David III Strathbogie (1 February 1309 – 30 November 1335) was a 14th-century Anglo-Scottish noble. He was prominent figure in the early years of the Second War of Scottish Independence, as one of the chief supporters of Edward Balliol.

==Early life==
He was born the eldest son and heir of David II Strathbogie, Earl of Atholl, Constable of Scotland and Chief Warden of Northumberland, by his spouse Joan, elder daughter of Sir John Comyn of Badenoch, Joint Guardian of Scotland. David II defected to the English during the First War of Scottish Independence and his earldom was consequently declared forfeit in 1314 and bestowed upon King Robert's brother in law, Neil Campbell. David III would later dedicate his career to reclaiming the earldom and his father and mother's other Scottish lands.

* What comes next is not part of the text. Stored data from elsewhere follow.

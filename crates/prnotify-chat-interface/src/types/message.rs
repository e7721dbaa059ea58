use serde::{Deserialize, Serialize};

use super::Block;

/// Structured metadata attached to a message.
#[derive(Debug, Deserialize, Serialize, Clone, PartialEq, Eq)]
pub struct ChatMessageMetadata {
    /// Application-defined event type.
    pub event_type: String,
    /// Application-defined payload.
    pub event_payload: serde_json::Value,
}

/// Channel message, as read from history.
#[derive(Debug, Deserialize, Serialize, Clone, Default, PartialEq, Eq)]
pub struct ChatMessage {
    /// Timestamp id.
    pub ts: String,
    /// Set when a bot authored the message.
    #[serde(default)]
    pub bot_id: Option<String>,
    /// Fallback text.
    #[serde(default)]
    pub text: String,
    /// Metadata.
    #[serde(default)]
    pub metadata: Option<ChatMessageMetadata>,
}

impl ChatMessage {
    /// Was the message posted by a bot?
    pub fn is_bot_authored(&self) -> bool {
        self.bot_id.is_some()
    }
}

/// Message to post or update.
#[derive(Debug, Serialize, Clone, Default, PartialEq, Eq)]
pub struct OutgoingMessage {
    /// Fallback text for notifications.
    pub text: String,
    /// Blocks.
    pub blocks: Vec<Block>,
    /// Metadata.
    #[serde(skip_serializing_if = "Option::is_none")]
    pub metadata: Option<ChatMessageMetadata>,
}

David took part in his first military action in 1327, serving with Edward III on the unsuccessful Weardale campaign in Scotland. Sometime between 1327 and 1330, David was married to Katherine Beaumont, daughter of another prominent disinherited noble, Henry de Beaumont, who claimed the Earldom of Buchan by right of his wife, Alice Comyn. Katherine's dowry included parts of the manor of Ponteland, Little Eland, and Calverdon in Northumberland. Because of David's close ties to Beaumont, who joined the rebellion led by the Earl of Lancaster against Queen Isabella and Roger Mortimer, David's English lands were temporarily seized and he was fined five thousand pounds, though the lands were restored only a month later and the fine was waived in 1331.

David was summoned to the English parliament from 25 January 1330 to 24 July 1334, by Writs directed to David de Strabolgi comiti Athol. In 1330 the English Crown conferred upon him the castle and manor of Odogh, in Ireland, which had belonged to his great-uncle, Aymer de Valence, Earl of Pembroke.

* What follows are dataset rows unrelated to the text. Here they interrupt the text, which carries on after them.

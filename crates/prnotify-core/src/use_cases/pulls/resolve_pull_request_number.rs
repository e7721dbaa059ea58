use async_trait::async_trait;
use shaku::{Component, Interface};
use tracing::info;

use crate::{CoreContext, Result};

#[cfg_attr(any(test, feature = "testkit"), mockall::automock)]
#[async_trait]
pub trait ResolvePullRequestNumberInterface: Interface {
    async fn run<'a>(
        &self,
        ctx: &CoreContext<'a>,
        explicit_number: u64,
        merge_commit_sha: Option<String>,
    ) -> Result<u64>;
}

/// Find the pull request targeted by an event.
///
/// A non-zero explicit number wins. Otherwise the merge commit sha is looked up among the
/// last 100 pull requests. Zero means not found.
#[derive(Component)]
#[shaku(interface = ResolvePullRequestNumberInterface)]
pub(crate) struct ResolvePullRequestNumber;

#[async_trait]
impl ResolvePullRequestNumberInterface for ResolvePullRequestNumber {
    #[tracing::instrument(skip(self, ctx), ret)]
    async fn run<'a>(
        &self,
        ctx: &CoreContext<'a>,
        explicit_number: u64,
        merge_commit_sha: Option<String>,
    ) -> Result<u64> {
        if explicit_number > 0 {
            return Ok(explicit_number);
        }

        let sha = match merge_commit_sha.as_deref() {
            Some(sha) if !sha.is_empty() => sha,
            _ => return Ok(0),
        };

        let (repo_owner, repo_name) = ctx.repository()?;
        let number = ctx
            .api_service
            .pulls_list_recent(repo_owner, repo_name)
            .await?
            .into_iter()
            .find(|pr| pr.merge_commit.as_ref().map(|c| c.sha.as_str()) == Some(sha))
            .map(|pr| pr.number)
            .unwrap_or(0);

        if number > 0 {
            info!(
                pr_number = number,
                sha = sha,
                message = "Found pull request from merge commit"
            );
        }

        Ok(number)
    }
}

#[cfg(test)]
mod tests {
    use prnotify_ghapi_interface::{
        types::{GhMergeCommit, GhPullRequestSummary},
        MockApiService,
    };

    use super::*;
    use crate::context::tests::CoreContextTest;

    fn summaries() -> Vec<GhPullRequestSummary> {
        vec![
            GhPullRequestSummary {
                number: 1,
                merge_commit: None,
            },
            GhPullRequestSummary {
                number: 2,
                merge_commit: Some(GhMergeCommit {
                    sha: "abcdef".into(),
                    ..Default::default()
                }),
            },
            GhPullRequestSummary {
                number: 3,
                merge_commit: Some(GhMergeCommit {
                    sha: "abc".into(),
                    ..Default::default()
                }),
            },
        ]
    }

    #[tokio::test]
    async fn explicit_number() {
        let ctx = CoreContextTest::new();

        assert_eq!(
            ResolvePullRequestNumber
                .run(&ctx.as_context(), 5, Some("abc".into()))
                .await
                .unwrap(),
            5
        );
    }

    #[tokio::test]
    async fn no_sha() {
        let ctx = CoreContextTest::new();

        assert_eq!(
            ResolvePullRequestNumber
                .run(&ctx.as_context(), 0, None)
                .await
                .unwrap(),
            0
        );
        assert_eq!(
            ResolvePullRequestNumber
                .run(&ctx.as_context(), 0, Some("".into()))
                .await
                .unwrap(),
            0
        );
    }

    #[tokio::test]
    async fn exact_sha_match() {
        let mut ctx = CoreContextTest::new();
        ctx.api_service = {
            let mut svc = MockApiService::new();

            svc.expect_pulls_list_recent()
                .times(2)
                .withf(|owner, name| owner == "me" && name == "test")
                .returning(|_, _| Ok(summaries()));

            svc
        };

        assert_eq!(
            ResolvePullRequestNumber
                .run(&ctx.as_context(), 0, Some("abc".into()))
                .await
                .unwrap(),
            3
        );
        assert_eq!(
            ResolvePullRequestNumber
                .run(&ctx.as_context(), 0, Some("fff".into()))
                .await
                .unwrap(),
            0
        );
    }
}
use prnotify_chat_interface::ChatService;
use prnotify_config::Config;
use prnotify_ghapi_interface::ApiService;

use crate::{accounts::ChatAccounts, CoreError, CoreModule, Result};

pub struct CoreContext<'a> {
    pub config: &'a Config,
    pub core_module: &'a CoreModule,
    pub api_service: &'a (dyn ApiService + 'a),
    pub chat_service: &'a (dyn ChatService + 'a),
    pub accounts: &'a ChatAccounts,
}

impl<'a> CoreContext<'a> {
    /// Owner and name of the watched repository.
    pub fn repository(&self) -> Result<(&'a str, &'a str)> {
        self.config
            .repository_components()
            .ok_or_else(|| CoreError::InvalidRepository {
                repository: self.config.repository.clone(),
            })
    }

    /// Target chat channel.
    pub fn channel(&self) -> &'a str {
        &self.config.chat.channel
    }
}

#[cfg(any(test, feature = "testkit"))]
pub(crate) mod tests {
    use prnotify_chat_interface::MockChatService;
    use prnotify_config::Config;
    use prnotify_ghapi_interface::MockApiService;

    use crate::{accounts::ChatAccounts, CoreContext, CoreModule};

    #[allow(dead_code)]
    pub struct CoreContextTest {
        pub config: Config,
        pub core_module: CoreModule,
        pub api_service: MockApiService,
        pub chat_service: MockChatService,
        pub accounts: ChatAccounts,
    }

    impl CoreContextTest {
        #[allow(dead_code)]
        pub fn new() -> Self {
            let mut config = Config::from_env_no_version();
            config.repository = "me/test".into();
            config.chat.channel = "C01".into();
            config.chat.history_limit = 200;

            Self {
                config,
                core_module: CoreModule::builder().build(),
                api_service: MockApiService::new(),
                chat_service: MockChatService::new(),
                accounts: ChatAccounts::new(),
            }
        }

        #[allow(dead_code)]
        pub fn as_context(&self) -> CoreContext {
            CoreContext {
                config: &self.config,
                core_module: &self.core_module,
                api_service: &self.api_service,
                chat_service: &self.chat_service,
                accounts: &self.accounts,
            }
        }
    }
}
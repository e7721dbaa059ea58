use serde::{Deserialize, Serialize};

use super::{GhMergeCommit, GhMergeableState, GhPullRequestState};
use crate::types::{
    common::{GhActor, GhRepositoryInfo},
    reviews::{GhReview, GhReviewRequest},
};

/// Pull request snapshot, fetched once per run.
#[derive(Debug, Deserialize, Serialize, Clone, Default, PartialEq, Eq)]
pub struct GhPullRequestRecord {
    /// Number.
    pub number: u64,
    /// Title.
    pub title: String,
    /// Body.
    pub body: Option<String>,
    /// URL.
    pub url: String,
    /// State.
    pub state: GhPullRequestState,
    /// Merged?
    pub merged: bool,
    /// Mergeability.
    pub mergeable: GhMergeableState,
    /// Author.
    pub author: GhActor,
    /// Base branch name.
    pub base_ref_name: String,
    /// Head branch name.
    pub head_ref_name: String,
    /// Commits count.
    pub commits_count: u64,
    /// Changed files count.
    pub changed_files: u64,
    /// Merge commit, if merged.
    pub merge_commit: Option<GhMergeCommit>,
    /// Currently pending review requests.
    pub review_requests: Vec<GhReviewRequest>,
    /// Submitted reviews, oldest first.
    pub reviews: Vec<GhReview>,
    /// Repository.
    pub repository: GhRepositoryInfo,
}
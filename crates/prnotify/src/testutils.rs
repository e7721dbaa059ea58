use std::{io::Write, sync::Arc};

use clap::Parser;
use prnotify_chat_interface::MockChatService;
use prnotify_config::Config;
use prnotify_core::{ChatAccounts, CoreModule};
use prnotify_ghapi_interface::MockApiService;
use tokio::sync::RwLock;

use crate::{
    args::{Args, CommandExecutor},
    commands::CommandContext,
};

pub(crate) struct CommandContextTest {
    pub config: Config,
    pub core_module: CoreModule,
    pub api_service: MockApiService,
    pub chat_service: MockChatService,
    pub accounts: ChatAccounts,
}

impl CommandContextTest {
    pub fn new() -> Self {
        let mut config = Config::from_env_no_version();
        config.repository = "me/test".into();
        config.chat.channel = "C01".into();
        config.sentry.url = String::new();

        Self {
            config,
            core_module: CoreModule::builder().build(),
            api_service: MockApiService::new(),
            chat_service: MockChatService::new(),
            accounts: ChatAccounts::new(),
        }
    }

    pub fn into_context(self, writer: Arc<RwLock<dyn Write + Send + Sync>>) -> CommandContext {
        CommandContext {
            config: self.config,
            core_module: self.core_module,
            api_service: Box::new(self.api_service),
            chat_service: Box::new(self.chat_service),
            accounts: self.accounts,
            writer,
        }
    }
}

pub(crate) async fn try_test_command(
    ctx: CommandContextTest,
    command_args: &[&str],
) -> anyhow::Result<String> {
    let buf = Arc::new(RwLock::new(Vec::new()));

    {
        let command_args = {
            let mut tmp_args = vec!["prnotify"];
            tmp_args.extend(command_args);
            tmp_args
        };

        let args = match Args::try_parse_from(command_args) {
            Ok(args) => args,
            Err(e) => {
                eprintln!("{}", e);
                panic!("Parse error.")
            }
        };

        CommandExecutor::parse_args_async(args, ctx.into_context(buf.clone())).await?;
    }

    let vec = buf.read().await.to_vec();
    Ok(std::str::from_utf8(&vec).unwrap().to_string())
}

pub(crate) async fn test_command(ctx: CommandContextTest, command_args: &[&str]) -> String {
    try_test_command(ctx, command_args).await.unwrap()
}
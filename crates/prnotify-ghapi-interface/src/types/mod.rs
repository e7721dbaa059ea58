mod common;
mod pulls;
mod reviews;

pub use common::*;
pub use pulls::*;
pub use reviews::*;
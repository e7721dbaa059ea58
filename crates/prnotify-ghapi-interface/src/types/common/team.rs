use serde::{Deserialize, Serialize};

/// GitHub Team, as sent in webhook payloads.
#[derive(Debug, Deserialize, Serialize, Clone, Default, PartialEq, Eq)]
pub struct GhTeam {
    /// Team name.
    pub name: String,
    /// Team URL.
    #[serde(default)]
    pub html_url: String,
}
use std::fmt::Display;

use serde::{Deserialize, Serialize};

/// GitHub Pull request state.
#[derive(Debug, Deserialize, Serialize, Clone, Copy, Default, PartialEq, Eq)]
#[serde(rename_all = "SCREAMING_SNAKE_CASE")]
pub enum GhPullRequestState {
    /// Open.
    #[default]
    Open,
    /// Closed.
    Closed,
    /// Merged.
    Merged,
}

impl Display for GhPullRequestState {
    fn fmt(&self, f: &mut std::fmt::Formatter<'_>) -> std::fmt::Result {
        f.write_str(match self {
            Self::Open => "OPEN",
            Self::Closed => "CLOSED",
            Self::Merged => "MERGED",
        })
    }
}
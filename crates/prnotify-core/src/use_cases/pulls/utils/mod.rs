pub mod reconciliation;
pub mod summary;
//! API crate.
//!
//! Contains functions to communicate with the GitHub GraphQL API.

#![warn(missing_docs)]
#![warn(clippy::all)]

mod auth;
mod errors;
mod github;
mod graphql;

pub use errors::GitHubError;
pub use github::GithubApiService;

==Second War of Scottish Independence==

In 1332 he joined the other disinherited Anglo-Scottish nobles in an attempt to make Edward Balliol king and have their Scottish lands restored. As a descendant of John Comyn of Badenoch (Balliol's first cousin), David had a potential claim to be Balliol's heir. David was present at the victory over Scottish forces at the battle of Dupplin Moor, 11 August 1332, following which Balliol made him Earl of Atholl and restored his mother and father's estates in Scotland. He was also present at the Battle of Halidon Hill the following year, and at a parliament in 1334, Balliol granted David the lands and title of Robert Stewart. That same year, however, David and his father-in-law had a falling out with Balliol over a decision regarding the inheritance of the lands of Alexander de Mowbray. David and Beaumont subsequently departed from Edinburgh to their estates in the north, where David was pursued by John Randolph, Earl of Moray. Randolph caught David and forced him to defect to the Bruce loyalists.

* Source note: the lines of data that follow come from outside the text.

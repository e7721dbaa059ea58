//! Slack adapter

use async_trait::async_trait;
use prnotify_chat_interface::{
    types::{Block, ChatMessage, ChatMessageMetadata, OutgoingMessage},
    ChatService, Result,
};
use prnotify_config::Config;
use reqwest::Client;
use serde::{de::DeserializeOwned, Deserialize, Serialize};

use crate::{
    auth::{build_slack_url, get_authenticated_client_builder},
    errors::SlackError,
};

/// Maximum page size accepted by `conversations.history`.
const MAX_HISTORY_LIMIT: u32 = 999;

/// Slack Web API adapter implementation.
#[derive(Clone)]
pub struct SlackChatService {
    config: Config,
}

#[derive(Debug, Deserialize)]
struct SlackResponse<T> {
    ok: bool,
    #[serde(default)]
    error: Option<String>,
    #[serde(flatten)]
    body: T,
}

impl<T> SlackResponse<T> {
    fn into_result(self, method: &str) -> Result<T, SlackError> {
        if self.ok {
            Ok(self.body)
        } else {
            Err(SlackError::MethodError {
                method: method.into(),
                error: self.error.unwrap_or_else(|| "unknown_error".into()),
            })
        }
    }
}

#[derive(Debug, Deserialize)]
struct TimestampBody {
    #[serde(default)]
    ts: String,
}

#[derive(Debug, Deserialize)]
struct HistoryBody {
    #[serde(default)]
    messages: Vec<ChatMessage>,
}

#[derive(Serialize)]
struct PostMessageRequest<'a> {
    channel: &'a str,
    text: &'a str,
    blocks: &'a [Block],
    #[serde(skip_serializing_if = "Option::is_none")]
    metadata: Option<&'a ChatMessageMetadata>,
    #[serde(skip_serializing_if = "Option::is_none")]
    thread_ts: Option<&'a str>,
}

#[derive(Serialize)]
struct UpdateMessageRequest<'a> {
    channel: &'a str,
    ts: &'a str,
    text: &'a str,
    blocks: &'a [Block],
    #[serde(skip_serializing_if = "Option::is_none")]
    metadata: Option<&'a ChatMessageMetadata>,
}

impl SlackChatService {
    /// Creates new Slack API adapter.
    pub fn new(config: Config) -> Self {
        Self { config }
    }

    fn get_client(&self) -> Result<Client, SlackError> {
        get_authenticated_client_builder(&self.config)?
            .build()
            .map_err(SlackError::from)
    }

    async fn call<B: Serialize, T: DeserializeOwned>(
        &self,
        method: &str,
        body: &B,
    ) -> Result<T, SlackError> {
        self.get_client()?
            .post(build_slack_url(&self.config, method))
            .json(body)
            .send()
            .await?
            .error_for_status()?
            .json::<SlackResponse<T>>()
            .await?
            .into_result(method)
    }
}

#[async_trait]
impl ChatService for SlackChatService {
    #[tracing::instrument(skip(self, message), fields(channel))]
    async fn messages_post(&self, channel: &str, message: &OutgoingMessage) -> Result<String> {
        let response: TimestampBody = self
            .call(
                "chat.postMessage",
                &PostMessageRequest {
                    channel,
                    text: &message.text,
                    blocks: &message.blocks,
                    metadata: message.metadata.as_ref(),
                    thread_ts: None,
                },
            )
            .await?;

        Ok(response.ts)
    }

    #[tracing::instrument(skip(self, message), fields(channel, ts))]
    async fn messages_update(
        &self,
        channel: &str,
        ts: &str,
        message: &OutgoingMessage,
    ) -> Result<String> {
        let response: TimestampBody = self
            .call(
                "chat.update",
                &UpdateMessageRequest {
                    channel,
                    ts,
                    text: &message.text,
                    blocks: &message.blocks,
                    metadata: message.metadata.as_ref(),
                },
            )
            .await?;

        Ok(response.ts)
    }

    #[tracing::instrument(skip(self, blocks), fields(channel, thread_ts))]
    async fn thread_replies_post(
        &self,
        channel: &str,
        thread_ts: &str,
        blocks: &[Block],
    ) -> Result<String> {
        let text = blocks
            .iter()
            .map(Block::text)
            .filter(|t| !t.is_empty())
            .collect::<Vec<_>>()
            .join("\n");

        let response: TimestampBody = self
            .call(
                "chat.postMessage",
                &PostMessageRequest {
                    channel,
                    text: &text,
                    blocks,
                    metadata: None,
                    thread_ts: Some(thread_ts),
                },
            )
            .await?;

        Ok(response.ts)
    }

    #[tracing::instrument(skip(self), fields(channel, limit))]
    async fn messages_history(&self, channel: &str, limit: u32) -> Result<Vec<ChatMessage>> {
        let limit = limit.clamp(1, MAX_HISTORY_LIMIT).to_string();

        let response = self
            .get_client()?
            .get(build_slack_url(&self.config, "conversations.history"))
            .query(&[
                ("channel", channel),
                ("limit", limit.as_str()),
                ("include_all_metadata", "true"),
            ])
            .send()
            .await
            .map_err(SlackError::from)?
            .error_for_status()
            .map_err(SlackError::from)?
            .json::<SlackResponse<HistoryBody>>()
            .await
            .map_err(SlackError::from)?
            .into_result("conversations.history")?;

        Ok(response.messages)
    }
}
//! Validation utilities.

use std::{fmt::Write, path::Path};

use prnotify_config::{ChatDriver, Config, DriverError};
use thiserror::Error;

#[derive(Debug, Error)]
pub enum ValidationError {
    #[error("Errors on environment variables:\n{}", errors)]
    EnvVarsError { errors: String },
}

fn validate_env_vars(config: &Config) -> Result<(), ValidationError> {
    #[inline]
    fn _missing(error: &mut String, name: &str) {
        error.push('\n');
        let _ = write!(error, "  - Missing env. var.: {}", name);
    }

    #[inline]
    fn _invalid(error: &mut String, name: &str, reason: &str) {
        error.push('\n');
        let _ = write!(error, "  - Invalid env. var.: {} ({})", name, reason);
    }

    let mut error = String::new();

    if config.name.is_empty() {
        _missing(&mut error, "PRNOTIFY_NAME");
    }

    // Check repository: explicit or from the Actions environment
    if config.repository.is_empty() {
        _missing(&mut error, "PRNOTIFY_REPOSITORY");
    } else if config.repository_components().is_none() {
        _invalid(&mut error, "PRNOTIFY_REPOSITORY", "expected 'owner/name'");
    }

    if config.api.github.token.is_empty() {
        _missing(&mut error, "PRNOTIFY_API_GITHUB_TOKEN");
    }

    if config.chat.channel.is_empty() {
        _missing(&mut error, "PRNOTIFY_CHAT_CHANNEL");
    }

    match &config.chat.driver {
        Ok(ChatDriver::Slack) if config.chat.slack.token.is_empty() => {
            _missing(&mut error, "PRNOTIFY_CHAT_SLACK_TOKEN");
        }
        Err(DriverError::InvalidDriverKind { kind }) => {
            _invalid(
                &mut error,
                "PRNOTIFY_CHAT_DRIVER",
                &format!("unknown driver '{kind}', expected 'slack' or 'null'"),
            );
        }
        _ => (),
    }

    if !config.chat.accounts_path.is_empty() && !Path::new(&config.chat.accounts_path).is_file() {
        _invalid(&mut error, "PRNOTIFY_CHAT_ACCOUNTS_PATH", "file not found");
    }

    if error.is_empty() {
        Ok(())
    } else {
        Err(ValidationError::EnvVarsError { errors: error })
    }
}

/// Validate configuration.
pub fn validate_configuration(config: &Config) -> Result<(), ValidationError> {
    validate_env_vars(config)
}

Now officially fighting for David II of Scotland, he was confirmed as earl of Atholl and Constable of Scotland and acted as King David's lieutenant in the north of Scotland against Balliol's forces. However, conflict soon arose among the Bruce party over the fate of Comyn lands in the north of Scotland. David and Robert Stewart allied to oppose John Randolph at a parliament in April 1335, with neither side coming away satisfied. When Balliol and the English invaded a few months later, David once again changed sides, returning to Balliol's service. After putting siege to Kildrummy castle, he was killed fighting the Scottish guardian, Sir Andrew Murray at the Battle of Culblean (or Kilblane), in a serious setback for Balliol's forces. David's widow, Katherine, was subsequently besieged by Murray at the castle of Lochindorb. She led the defence of the castle until 1336, when English forces relieved them and she was able to return to England. She appealed to the King to retrieve her portion from the Strathbogie estate after David's death.

David and Katherine had one son, David IV Strathbogie, and a probable daughter Isabel, wife of Sir Edmund de Cornwall, Knt. David IV never attempted to reclaim the earldom of Atholl or his father's Scottish lands.